The claimant attached a document to his appeal which was not admitted at the hearing. Documents submitted for the first time on appeal are generally not considered unless they constitute admissible, newly discovered evidence. The claimant did not explain why he was unable to obtain this document at an earlier time. We conclude that this attachment to the claimant's appeal does not meet the requirements of newly discovered evidence necessary to warrant a remand. Having reviewed the document, we conclude that it’s admission on remand would not have resulted in a different decision. Texas Workers' Compensation Commission Appeal No. 93111, decided March 29, 1993; Black v. Wills, 758 S.W.2d 809 (Tex. App.-Dallas 1988, no writ).
The hearing officer did not err in determining that the ______________, compensable injury does not extend to include herniations at L4-5 and L5-S1. The hearing officer was not persuaded by the claimant’s evidence regarding causation, and concluded that the evidence amounted to no more than speculation. Section 410.165(a) provides that the hearing officer, as finder of fact, is the sole judge of the relevance and materiality of the evidence as well as of the weight and credibility that is to be given to the evidence. It was for the hearing officer, as trier of fact, to resolve the inconsistencies and conflicts in the evidence. Garza v. Commercial Insurance Company of Newark, New Jersey, 508 S.W.2d 701, 702 (Tex. Civ. App.-Amarillo 1974, no writ). This is equally true regarding medical evidence. Texas Employers Insurance Association v. Campos, 666 S.W.2d 286, 290 (Tex. App.-Houston [14th Dist.] 1984, no writ). The trier of fact may believe all, part, or none of the testimony of any witness. Taylor v. Lewis, 553 S.W.2d 153, 161 (Tex. Civ. App.-Amarillo 1977, writ ref'd n.r.e.); Aetna Insurance Co. v. English, 204 S.W.2d 850 (Tex. Civ. App.-Fort Worth 1947, no writ). An appeals-level body is not a fact finder and does not normally pass upon the credibility of witnesses or substitute its own judgment for that of the trier of fact, even if the evidence would support a different result. National Union Fire Insurance Company of Pittsburgh, Pennsylvania v.
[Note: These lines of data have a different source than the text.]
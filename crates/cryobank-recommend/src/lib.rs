//! cryobank-recommend
//!
//! Treatment recommendation engine. Pure and synchronous: no I/O, no shared
//! state. Maps a [`ClinicalObservation`] to an IUI/IVF recommendation with a
//! confidence tier and the clinical reasons behind it.
//!
//! The pipeline is normalize → accumulate → resolve:
//!
//! - [`normalize`] turns raw form text into an observation,
//! - [`scoring::accumulate`] runs every [`Rule`] in order and collects findings,
//! - [`resolve::resolve`] applies the tubal override and the score thresholds.

pub mod diagnosis;
pub mod normalize;
pub mod resolve;
pub mod rules;
pub mod scoring;

use cryobank_core::models::observation::ClinicalObservation;
use cryobank_core::models::recommendation::Recommendation;
use serde::{Deserialize, Serialize};
use ts_rs::TS;

use scoring::{Finding, RuleId, ScoreEvidence};

/// A clinical factor group that contributes to the treatment score.
///
/// Each rule owns one mutually exclusive group of conditions and fires at most
/// one of them per evaluation.
pub trait Rule: Send + Sync {
    /// Which factor group this rule scores.
    fn id(&self) -> RuleId;

    /// Human-readable name (e.g., "Patient age", "Semen analysis").
    fn name(&self) -> &str;

    /// Score the observation, returning the finding that fired, if any.
    fn assess(&self, observation: &ClinicalObservation) -> Option<Finding>;
}

/// Return every rule in evaluation order.
pub fn all_rules() -> &'static [&'static dyn Rule] {
    static RULES: [&dyn Rule; 9] = [
        &rules::age::Age,
        &rules::duration::InfertilityDuration,
        &rules::iui_history::PreviousIui,
        &rules::tubal::Tubal,
        &rules::ovulation::Ovulation,
        &rules::amh::Amh,
        &rules::fsh::Fsh,
        &rules::afc::Afc,
        &rules::semen::Semen,
    ];
    &RULES
}

/// Look up a rule by ID.
pub fn get_rule(id: RuleId) -> Option<&'static dyn Rule> {
    all_rules().iter().copied().find(|r| r.id() == id)
}

/// The full outcome of one evaluation: the score evidence and the verdict.
#[derive(Debug, Clone, PartialEq, Serialize, Deserialize, TS)]
#[ts(export)]
pub struct Evaluation {
    pub evidence: ScoreEvidence,
    pub recommendation: Recommendation,
}

/// Recommend a treatment for the observation.
pub fn evaluate(observation: &ClinicalObservation) -> Recommendation {
    evaluate_detailed(observation).recommendation
}

/// Like [`evaluate`], but also returns the score and every fired finding.
pub fn evaluate_detailed(observation: &ClinicalObservation) -> Evaluation {
    let evidence = scoring::accumulate(observation);
    let recommendation = resolve::resolve(&evidence, observation.tubal_status);

    tracing::debug!(
        score = evidence.score,
        findings = evidence.findings.len(),
        treatment = %recommendation.treatment,
        confidence = %recommendation.confidence,
        "treatment recommendation evaluated"
    );

    Evaluation {
        evidence,
        recommendation,
    }
}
Soto, 819 S.W.2d 619, 620 (Tex. App.-El Paso 1991, writ denied). When reviewing a hearing officer's decision for factual sufficiency of the evidence we should reverse such decision only if it is so contrary to the overwhelming weight of the evidence as to be clearly wrong and unjust. Cain v. Bain, 709 S.W.2d 175, 176 (Tex. 1986); Pool v. Ford Motor Co., 715 S.W.2d 629, 635 (Tex. 1986).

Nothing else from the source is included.